Thomas Robert Malthus
Thomas malthus.jpg
Naissance 13 février 1766
Dorking, dans le Surrey (Royaume-Uni)
Décès 23 décembre 1834
Somerset ()
Nationalité britannique
Champs Pasteur protestant, Économie
Institution Université de Cambridge, Collège de la Compagnie anglaise des Indes orientales
Diplômé Jesus College (Cambridge)
Célèbre pour École classique, Malthusianisme, annonciateur du keynésiannisme

Thomas Robert Malthus, né près de Guildford (Surrey) le 13 février 1766[1], et mort à Bath (Somerset) le 23 décembre 1834, est un pasteur anglican et un économiste britannique de l'École classique. Il est connu surtout pour ses travaux sur le problème des rapports entre la population et la production, analysés dans une perspective pessimiste, totalement opposée à l'idée smithienne d'un équilibre harmonieux et stable.
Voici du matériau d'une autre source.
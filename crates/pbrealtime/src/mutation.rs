//! Mutation sender: partial updates that the realtime channel echoes back.
//!
//! A toggle never touches the local store. If the request succeeds the
//! server pushes an `update` event and the subscriber applies it; if it
//! fails the store keeps showing the old value.

use reqwest::Method;
use serde::Serialize;
use tokio::task::JoinHandle;
use tracing::{debug, warn};

use crate::api::ApiClient;
use crate::error::UpdateError;
use crate::record::Record;
use crate::report::SharedSink;
use crate::session::SessionHolder;

#[derive(Debug, Serialize)]
struct StatusPatch {
    status: bool,
}

/// Sends record updates for one collection.
#[derive(Debug, Clone)]
pub struct MutationSender {
    api: ApiClient,
    session: SessionHolder,
    collection: String,
    sink: SharedSink,
}

impl MutationSender {
    /// Create a sender authenticating through `session`.
    #[must_use]
    pub fn new(
        api: ApiClient,
        session: SessionHolder,
        collection: impl Into<String>,
        sink: SharedSink,
    ) -> Self {
        Self {
            api,
            session,
            collection: collection.into(),
            sink,
        }
    }

    /// Ask the server to invert `record.done`.
    ///
    /// Only the boolean field is sent.
    ///
    /// # Errors
    ///
    /// Returns [`UpdateError::NotAuthenticated`] without a session,
    /// [`UpdateError::Status`] for a non-success status, and
    /// [`UpdateError::Transport`] if the request cannot be sent.
    pub async fn toggle_done(&self, record: &Record) -> Result<(), UpdateError> {
        let token = self
            .session
            .current_token()
            .ok_or(UpdateError::NotAuthenticated)?;
        let url = self.api.record_url(&self.collection, &record.id);
        let patch = StatusPatch {
            status: !record.done,
        };
        debug!(id = %record.id, status = patch.status, "Sending toggle");

        let response = self
            .api
            .authorized(Method::PATCH, url, &token)
            .json(&patch)
            .send()
            .await
            .map_err(|e| UpdateError::Transport {
                id: record.id.clone(),
                message: e.to_string(),
            })?;

        let status = response.status();
        if !status.is_success() {
            return Err(UpdateError::Status {
                id: record.id.clone(),
                status: status.as_u16(),
            });
        }
        Ok(())
    }

    /// Toggle on a separate task, reporting failure to the error sink.
    ///
    /// The task resolves to `true` if the request succeeded.
    pub fn spawn_toggle(&self, record: Record) -> JoinHandle<bool> {
        let this = self.clone();
        tokio::spawn(async move {
            match this.toggle_done(&record).await {
                Ok(()) => true,
                Err(e) => {
                    warn!(id = %record.id, error = %e, "Toggle failed");
                    this.sink.report(e.into());
                    false
                }
            }
        })
    }
}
Son nom a donné dans le langage courant l'adjectif « malthusien » pour caractériser un état d'esprit conservateur qui s'oppose à l'investissement et craint la rareté et une doctrine, le malthusianisme, qui impose une politique active de contrôle de la croissance de la population.

Sommaire

Biographie

Malthus est né en février 1766 dans le Surrey, sixième enfant d'une famille aisée. Son père est un ami personnel de David Hume et une relation de Jean-Jacques Rousseau. À partir de 1784, Malthus étudie à Jesus College à l'université de Cambridge où il obtient une chaire en 1793. Il devient pasteur anglican en 1797.

En 1798, il publie sans nom d'auteur Essai sur le principe de population, qui connaît un immense succès et déclenche de nombreuses polémiques. Malthus entreprend alors d’approfondir ses recherches et voyage sur le continent, visitant le Danemark, la Suède et la Russie. En 1803, il donne une nouvelle édition, très augmentée, de son Essai et le signe de son nom. Le retentissement est considérable. Dès 1809, la quatrième édition de l'Essai fait l'objet d'une traduction en français, à Genève. En 1823, Pierre Prévost, premier traducteur de Malthus en français, avec son fils Guillaume, fait connaître une cinquième édition en français, plus complète ; une réédition de cette traduction sera effectuée en 1845 par Joseph Garnier.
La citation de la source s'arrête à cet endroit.